This is a brief users guide to A.M. Costa Rica.

Old pages
Each day someone complains via e-mail that the newspages are from yesterday or the day before. A.M. Costa Rica staffers check every page and every link when the newspaper is made available at 2 a.m. each weekday.

So the problem is with the browser in each reader's computer. Particularly when the connection with the  server is slow, a computer will look to the latest page in its internal memory and serve up that page.

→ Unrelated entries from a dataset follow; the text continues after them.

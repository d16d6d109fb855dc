use crate::pii::Masked;
use chrono::{DateTime, Utc};

/// Outcome label carried by an [`OrderAuditedEvent`].
#[derive(Debug, serde::Serialize, Clone, Copy, PartialEq, Eq)]
#[serde(rename_all = "SCREAMING_SNAKE_CASE")]
pub enum AuditOutcome {
    Completed,
    PaymentFailed,
    ShippingFailed,
}

/// One audit entry per order submission.
#[derive(Debug, serde::Serialize, Clone)]
pub struct OrderAuditedEvent {
    pub order_id: String,
    pub customer_id: String,
    pub payment_method: Masked<String>,
    pub outcome: AuditOutcome,
    pub payment_success: Option<bool>,
    pub shipping_success: Option<bool>,
    pub failure_detail: Option<String>,
    pub recorded_at: DateTime<Utc>,
}

impl OrderAuditedEvent {
    pub fn success(&self) -> bool {
        self.outcome == AuditOutcome::Completed
    }

    pub fn to_json(&self) -> serde_json::Value {
        serde_json::to_value(self).unwrap_or_else(|_| serde_json::json!({
            "order_id": self.order_id,
            "outcome": self.outcome,
        }))
    }
}
use async_trait::async_trait;
use checkout_core::{AuditSink, CoreResult, FailureStage, Order, OrderResponse};
use checkout_shared::models::events::{AuditOutcome, OrderAuditedEvent};
use checkout_shared::Masked;
use std::collections::VecDeque;
use tokio::sync::RwLock;

/// Audit sink that emits every submission as a structured `tracing` event on
/// the `checkout::audit` target and keeps the most recent records in memory.
pub struct AuditJournal {
    capacity: usize,
    records: RwLock<VecDeque<OrderAuditedEvent>>,
}

impl AuditJournal {
    pub fn new(capacity: usize) -> Self {
        Self {
            capacity,
            records: RwLock::new(VecDeque::with_capacity(capacity.min(1024))),
        }
    }

    /// Oldest first
    pub async fn records(&self) -> Vec<OrderAuditedEvent> {
        self.records.read().await.iter().cloned().collect()
    }
}

pub fn audit_event(order: &Order, response: &OrderResponse) -> OrderAuditedEvent {
    let outcome = match response.failure_stage() {
        None => AuditOutcome::Completed,
        Some(FailureStage::Payment) => AuditOutcome::PaymentFailed,
        Some(FailureStage::Shipping) => AuditOutcome::ShippingFailed,
    };

    OrderAuditedEvent {
        order_id: response.order_id.clone(),
        customer_id: order.customer_id.clone(),
        payment_method: Masked(order.payment_method.clone()),
        outcome,
        payment_success: response.payment_result.as_ref().map(|p| p.success),
        shipping_success: response.shipping_result.as_ref().map(|s| s.success),
        failure_detail: response.failure_detail().map(str::to_string),
        recorded_at: chrono::Utc::now(),
    }
}

#[async_trait]
impl AuditSink for AuditJournal {
    async fn log_order(&self, order: &Order, response: &OrderResponse) -> CoreResult<()> {
        let event = audit_event(order, response);

        tracing::info!(
            target: "checkout::audit",
            order_id = %event.order_id,
            outcome = ?event.outcome,
            success = event.success(),
            record = %event.to_json(),
            "Order audited"
        );

        if self.capacity == 0 {
            return Ok(());
        }

        let mut records = self.records.write().await;
        while records.len() >= self.capacity {
            records.pop_front();
        }
        records.push_back(event);
        Ok(())
    }
}

#[cfg(test)]
mod tests {
    use super::*;
    use checkout_core::{PaymentResult, ShippingResult};

    fn order(id: &str) -> Order {
        Order::new("customer@example.com", "SuperCard").with_order_id(id)
    }

    #[tokio::test]
    async fn test_records_outcomes() {
        let journal = AuditJournal::new(10);
        let paid = order("ord-1");
        let declined = order("ord-2");

        journal
            .log_order(
                &paid,
                &OrderResponse::shipping_attempted(&paid, PaymentResult::approved(), Some(ShippingResult::shipped())),
            )
            .await
            .unwrap();
        journal
            .log_order(&declined, &OrderResponse::payment_failed(&declined, PaymentResult::declined("card expired")))
            .await
            .unwrap();

        let records = journal.records().await;
        assert_eq!(records.len(), 2);
        assert_eq!(records[0].outcome, AuditOutcome::Completed);
        assert_eq!(records[1].outcome, AuditOutcome::PaymentFailed);
        assert_eq!(records[1].shipping_success, None);
        assert_eq!(records[1].failure_detail.as_deref(), Some("card expired"));
    }

    #[tokio::test]
    async fn test_capacity_evicts_oldest() {
        let journal = AuditJournal::new(2);
        for id in ["ord-1", "ord-2", "ord-3"] {
            let order = order(id);
            let response = OrderResponse::payment_failed(&order, PaymentResult::declined("card expired"));
            journal.log_order(&order, &response).await.unwrap();
        }

        let ids: Vec<String> = journal.records().await.into_iter().map(|r| r.order_id).collect();
        assert_eq!(ids, vec!["ord-2", "ord-3"]);
    }

    #[tokio::test]
    async fn test_zero_capacity_keeps_nothing() {
        let journal = AuditJournal::new(0);
        let order = order("ord-1");
        let response = OrderResponse::payment_failed(&order, PaymentResult::declined("card expired"));

        journal.log_order(&order, &response).await.unwrap();

        assert!(journal.records().await.is_empty());
    }
}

Readers should refresh the page and, if necessary, dump the cache of their computer, if this problem persists. Readers in Costa Rica have this problem frequently because the local Internet provider has continual problems.

Searching
The A.M. Costa Rica search page has a list of all previous editions by date and a space to search for specific words and phrases. The search will return links to archived pages.

Newspages
A typical edition will consist of a front page and four other newspages. Each of these pages can be reached by links near the top and bottom of the pages.

Classifieds
Five classified pages are updated daily. Employment listings are free, as are listings for accommodations wanted, articles for sale and articles wanted. The tourism page and the real estate sales and real estate rentals are updated daily.

Advertising information
A summary of advertising rates and sizes are available for display and classifieds.

Contacting us
Both the main telephone number and the editor's e-mail address are listed on the front page near the date.

Visiting us
Directions to our office and other data, like bank account numbers are on the about us page.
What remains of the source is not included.